The German Democratic Republic had a centrally planned command economy in the Soviet fashion, in contrast to the market economies or mixed economies of most Western states. The state established production targets and prices and allocated resources, codifying these decisions in a comprehensive plan or set of plans. The means of production were almost entirely state owned. In 1985, for example, state-owned enterprises or collectives earned 96.7 percent of total net national income. To secure constant prices for inhabitants, the state bore 80% of costs of basic supplies, from bread to housing.

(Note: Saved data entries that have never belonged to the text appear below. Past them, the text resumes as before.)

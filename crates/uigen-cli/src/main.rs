//! UIGen CLI.
//!
//! Command-line front end over a preview session: render a persisted
//! project, replay agent tool calls against it, print the tool schema, and
//! manage the configuration file.
//!
//! # Examples
//!
//! ```bash
//! # Render a project and keep the document for a browser
//! uigen render project.json --out preview.html
//!
//! # Replay a scripted agent turn and save the result
//! uigen apply project.json --calls turn.jsonl --write
//!
//! # Tool definitions for the model provider
//! uigen --format json schema
//! ```

use anyhow::Result;
use clap::{Parser, Subcommand};
use std::path::PathBuf;
use tracing_subscriber::{EnvFilter, layer::SubscriberExt, util::SubscriberInitExt};
use uigen_cli::ConfigAction;
use uigen_cli::commands::{apply, config, render, schema};
use uigen_core::PreviewConfig;
use uigen_core::cli::{ExitCode, OutputFormat};

/// UIGen - live preview of generated React components.
#[derive(Parser, Debug)]
#[command(name = "uigen")]
#[command(version, about, long_about = None)]
pub struct Cli {
    /// Subcommand to execute
    #[command(subcommand)]
    command: Commands,

    /// Enable verbose logging (debug level)
    #[arg(short, long, global = true)]
    verbose: bool,

    /// Configuration file (default: platform config dir)
    #[arg(long, global = true, env = "UIGEN_CONFIG")]
    config: Option<PathBuf>,

    /// Output format (json, text, pretty)
    #[arg(long = "format", global = true, default_value = "pretty")]
    format: String,
}

/// Available CLI subcommands.
#[derive(Subcommand, Debug)]
pub enum Commands {
    /// Compile a project snapshot and render it in a preview frame.
    ///
    /// The snapshot is a JSON object mapping paths to file contents.
    Render {
        /// Project snapshot file
        project: PathBuf,

        /// Write the preview HTML document here
        #[arg(long)]
        out: Option<PathBuf>,

        /// Write the linked bundle here
        #[arg(long)]
        bundle_out: Option<PathBuf>,
    },

    /// Replay agent tool calls against a project snapshot.
    ///
    /// Calls are read one JSON object per line, e.g.
    /// `{"tool":"str_replace_editor","arguments":{"command":"view","path":"/"}}`.
    Apply {
        /// Project snapshot file (missing means empty project)
        project: PathBuf,

        /// Tool call script (JSON lines)
        #[arg(long)]
        calls: PathBuf,

        /// Use the reduced step ceiling of mock mode
        #[arg(long)]
        mock: bool,

        /// Save the project back to the snapshot file
        #[arg(long)]
        write: bool,
    },

    /// Print the agent tool definitions.
    Schema,

    /// Manage the configuration file.
    Config {
        /// Configuration action
        #[command(subcommand)]
        action: ConfigAction,
    },
}

#[tokio::main]
async fn main() -> Result<()> {
    let cli = Cli::parse();

    init_logging(cli.verbose);

    let exit_code = match execute_command(cli).await {
        Ok(code) => code,
        Err(e) => {
            eprintln!("error: {e:#}");
            ExitCode::INVALID_INPUT
        }
    };

    std::process::exit(exit_code.as_i32());
}

/// Initializes logging to stderr.
///
/// `--verbose` forces debug level; otherwise `RUST_LOG` applies, falling
/// back to info.
fn init_logging(verbose: bool) {
    let filter = if verbose {
        EnvFilter::new("debug")
    } else {
        EnvFilter::try_from_default_env().unwrap_or_else(|_| EnvFilter::new("info"))
    };

    tracing_subscriber::registry()
        .with(filter)
        .with(tracing_subscriber::fmt::layer().with_writer(std::io::stderr))
        .init();
}

/// Routes commands to their handlers.
///
/// Errors returned here are usage or configuration problems and map to
/// [`ExitCode::INVALID_INPUT`].
async fn execute_command(cli: Cli) -> Result<ExitCode> {
    let output_format = cli
        .format
        .parse::<OutputFormat>()
        .map_err(|e| anyhow::anyhow!("{e}"))?;
    let config_path = cli.config.as_deref();

    match cli.command {
        Commands::Render {
            project,
            out,
            bundle_out,
        } => {
            let config = load_config(config_path)?;
            render::run(
                &project,
                out.as_deref(),
                bundle_out.as_deref(),
                config,
                output_format,
            )
            .await
        }
        Commands::Apply {
            project,
            calls,
            mock,
            write,
        } => {
            let config = load_config(config_path)?;
            apply::run(&project, &calls, mock, write, config, output_format).await
        }
        Commands::Schema => schema::run(output_format),
        Commands::Config { action } => config::run(action, config_path, output_format).await,
    }
}

fn load_config(path: Option<&std::path::Path>) -> Result<PreviewConfig> {
    PreviewConfig::load_or_default(path)
        .map_err(|e| anyhow::anyhow!("failed to load configuration: {e}"))
}

#[cfg(test)]
mod tests {
    use super::*;

    #[test]
    fn test_cli_parsing_render() {
        let cli = Cli::parse_from(["uigen", "render", "project.json", "--out", "preview.html"]);
        if let Commands::Render {
            project,
            out,
            bundle_out,
        } = cli.command
        {
            assert_eq!(project, PathBuf::from("project.json"));
            assert_eq!(out, Some(PathBuf::from("preview.html")));
            assert_eq!(bundle_out, None);
        } else {
            panic!("Expected Render command");
        }
    }

    #[test]
    fn test_cli_parsing_apply() {
        let cli = Cli::parse_from([
            "uigen",
            "apply",
            "project.json",
            "--calls",
            "turn.jsonl",
            "--mock",
            "--write",
        ]);
        if let Commands::Apply {
            calls, mock, write, ..
        } = cli.command
        {
            assert_eq!(calls, PathBuf::from("turn.jsonl"));
            assert!(mock);
            assert!(write);
        } else {
            panic!("Expected Apply command");
        }
    }

    #[test]
    fn test_cli_apply_requires_calls() {
        let result = Cli::try_parse_from(["uigen", "apply", "project.json"]);
        assert!(result.is_err());
    }

    #[test]
    fn test_cli_parsing_config() {
        let cli = Cli::parse_from(["uigen", "config", "init", "--force"]);
        assert!(matches!(
            cli.command,
            Commands::Config {
                action: ConfigAction::Init { force: true }
            }
        ));

        let cli = Cli::parse_from(["uigen", "config", "show"]);
        assert!(matches!(
            cli.command,
            Commands::Config {
                action: ConfigAction::Show
            }
        ));
    }

    #[test]
    fn test_cli_global_flags() {
        let cli = Cli::parse_from([
            "uigen",
            "schema",
            "--verbose",
            "--config",
            "/tmp/uigen.toml",
            "--format",
            "json",
        ]);
        assert!(cli.verbose);
        assert_eq!(cli.config, Some(PathBuf::from("/tmp/uigen.toml")));
        assert_eq!(cli.format, "json");
    }

    #[test]
    fn test_cli_output_format_default() {
        let cli = Cli::parse_from(["uigen", "schema"]);
        assert_eq!(cli.format, "pretty");
        assert!(!cli.verbose);
    }
}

Agricultural land was 95 percent collectivized, and financial institutions, transportation, and industrial and foreign trade enterprises are state owned. The republic was the most industrialized country in Eastern Europe, with over half of its GNP generated by the industrial sector. It also enjoyed the highest standard of living among Communist countries, with a per capita GNP of $12,500 in 1988. The inflation rate (consumer prices) was 0.9 percent in 1987. There were no figures for unemployment.

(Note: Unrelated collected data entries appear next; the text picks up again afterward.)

//! Builder pattern for constructing project file systems.
//!
//! Provides a fluent API for seeding a [`FileSystem`] in tests, fixtures,
//! and the CLI. Parent directories are created automatically.
//!
//! # Examples
//!
//! ```
//! use uigen_vfs::FilesBuilder;
//!
//! let fs = FilesBuilder::new()
//!     .add_file("/App.jsx", "export default () => null;")
//!     .add_file("/components/Card.jsx", "export const Card = () => null;")
//!     .build()
//!     .unwrap();
//!
//! assert_eq!(fs.file_count(), 2);
//! ```

use crate::types::{Result, VfsError};
use crate::vfs::{CreateOptions, FileSystem};

/// Builder for [`FileSystem`] instances.
///
/// Errors are collected while building and the first one is returned from
/// [`build`](Self::build).
#[derive(Debug, Default)]
pub struct FilesBuilder {
    fs: FileSystem,
    errors: Vec<VfsError>,
}

impl FilesBuilder {
    /// Creates a builder over an empty tree.
    #[must_use]
    pub fn new() -> Self {
        Self::default()
    }

    /// Adds a file, creating missing parent directories.
    #[must_use]
    pub fn add_file(mut self, path: impl AsRef<str>, content: impl Into<String>) -> Self {
        if let Err(e) = self
            .fs
            .create_file_with(path, content, CreateOptions::with_parents())
        {
            self.errors.push(e);
        }
        self
    }

    /// Adds several files.
    ///
    /// # Examples
    ///
    /// ```
    /// use uigen_vfs::FilesBuilder;
    ///
    /// let fs = FilesBuilder::new()
    ///     .add_files([("/a.js", "1"), ("/b.js", "2")])
    ///     .build()
    ///     .unwrap();
    /// assert_eq!(fs.file_count(), 2);
    /// ```
    #[must_use]
    pub fn add_files<P, C>(mut self, files: impl IntoIterator<Item = (P, C)>) -> Self
    where
        P: AsRef<str>,
        C: Into<String>,
    {
        for (path, content) in files {
            self = self.add_file(path, content);
        }
        self
    }

    /// Adds an empty directory, creating missing ancestors.
    #[must_use]
    pub fn add_dir(mut self, path: impl AsRef<str>) -> Self {
        if let Err(e) = self.fs.create_dir_all(path) {
            self.errors.push(e);
        }
        self
    }

    /// Builds the file system.
    ///
    /// # Errors
    ///
    /// Returns the first error encountered while adding entries.
    ///
    /// # Examples
    ///
    /// ```
    /// use uigen_vfs::FilesBuilder;
    ///
    /// let result = FilesBuilder::new()
    ///     .add_file("/App.jsx", "")
    ///     .add_file("/App.jsx", "again")
    ///     .build();
    /// assert!(result.unwrap_err().is_conflict());
    /// ```
    pub fn build(self) -> Result<FileSystem> {
        match self.errors.into_iter().next() {
            Some(error) => Err(error),
            None => Ok(self.fs),
        }
    }
}

#[cfg(test)]
mod tests {
    use super::*;

    #[test]
    fn test_empty_builder() {
        let fs = FilesBuilder::new().build().unwrap();
        assert!(fs.is_empty());
    }

    #[test]
    fn test_first_error_wins() {
        let err = FilesBuilder::new()
            .add_file("relative.js", "")
            .add_file("/a.js", "")
            .add_file("/a.js", "")
            .build()
            .unwrap_err();
        assert!(err.is_invalid_path());
    }

    #[test]
    fn test_add_dir() {
        let fs = FilesBuilder::new().add_dir("/assets/icons").build().unwrap();
        assert!(fs.is_dir("/assets/icons"));
        assert_eq!(fs.file_count(), 0);
    }
}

Trade is characterized by exports of manufactured goods and imports of basic raw materials (lignite is the only important natural resource found in the GDR). About 65 percent of foreign trade was with the USSR and other CEMA countries. The GDR's most important trade partner in the West was the Federal Republic of Germany, which provided the GDR with interest-free credit under a special trade arrangement. During the period 1982-88 overall economic growth slowed to 1.5 percent from a rate of 2.0 percent during 1976-80. The GDR faced numerous economic problems that included low hard currency earnings, stagnating living standards, shortages of energy and labor, and an inadequate level of capital investment.

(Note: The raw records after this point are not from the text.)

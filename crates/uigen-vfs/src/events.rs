//! Change notifications for the virtual file system.
//!
//! Every successful mutation dispatches exactly one [`VfsEvent`] to all
//! subscribers after the change has been applied. Failed mutations dispatch
//! nothing.

use crate::types::VfsPath;
use std::fmt;
use std::sync::Arc;

/// What kind of mutation happened.
#[derive(Debug, Clone, Copy, PartialEq, Eq, Hash)]
pub enum ChangeKind {
    /// File or directory created
    Created,
    /// File content replaced
    Updated,
    /// Node and its subtree removed
    Deleted,
    /// Node moved to a new path
    Renamed,
    /// Tree reset to an empty root
    Cleared,
    /// Tree replaced from a snapshot
    Hydrated,
}

/// A single change notification.
#[derive(Debug, Clone, PartialEq, Eq)]
pub struct VfsEvent {
    /// Mutation kind
    pub kind: ChangeKind,
    /// Paths touched by the mutation.
    ///
    /// For renames this is `[from, to]`. For recursive deletes it lists the
    /// removed node followed by its descendants.
    pub paths: Vec<VfsPath>,
}

impl VfsEvent {
    pub(crate) const fn new(kind: ChangeKind, paths: Vec<VfsPath>) -> Self {
        Self { kind, paths }
    }
}

/// Callback invoked on every change.
pub type Listener = Arc<dyn Fn(&VfsEvent) + Send + Sync>;

/// Handle returned by `subscribe`, used to unsubscribe.
#[derive(Debug, Clone, Copy, PartialEq, Eq, Hash, PartialOrd, Ord)]
pub struct SubscriptionId(u64);

#[derive(Default)]
pub(crate) struct Subscribers {
    next_id: u64,
    listeners: Vec<(SubscriptionId, Listener)>,
}

impl Subscribers {
    pub(crate) fn add(&mut self, listener: Listener) -> SubscriptionId {
        self.next_id += 1;
        let id = SubscriptionId(self.next_id);
        self.listeners.push((id, listener));
        id
    }

    pub(crate) fn remove(&mut self, id: SubscriptionId) -> bool {
        let before = self.listeners.len();
        self.listeners.retain(|(existing, _)| *existing != id);
        self.listeners.len() != before
    }

    pub(crate) fn len(&self) -> usize {
        self.listeners.len()
    }

    pub(crate) fn notify(&self, event: &VfsEvent) {
        tracing::trace!(kind = ?event.kind, paths = event.paths.len(), "vfs change");
        for (_, listener) in &self.listeners {
            listener(event);
        }
    }
}

impl fmt::Debug for Subscribers {
    fn fmt(&self, f: &mut fmt::Formatter<'_>) -> fmt::Result {
        f.debug_struct("Subscribers")
            .field("count", &self.listeners.len())
            .finish()
    }
}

The private sector of the economy was small but not entirely insignificant. In 1985 about 2.8 percent of the net national product came from private enterprises. The private sector included private farmers and gardeners; independent craftsmen, wholesalers, and retailers; and individuals employed in so-called free-lance activities (artist, writers, and others). Although self-employed, such individuals were strictly regulated; in some cases the tax rate exceeded 90 percent. In 1985, for the first time in many years, the number of individuals working in the private sector increased slightly. According to East German statistics, in 1985 there were about 176,800 private entrepreneurs, an increase of about 500 over 1984. Certain private sector activities were quite important to the system because those craftsmen provided rare, specially made spare parts.

Trade

Exports totalled $30.8-billion in 1987. Export commodities included machinery and transport equipment 47 percent, fuels and metals 16 percent, consumer goods 16 percent, chemical products and building materials 13 percent, and semi-manufactured goods and processed foodstuffs 8 percent. Export partners included the USSR, Czechoslovakia, Poland, FRG, Hungary, Bulgaria, Switzerland, and Romania.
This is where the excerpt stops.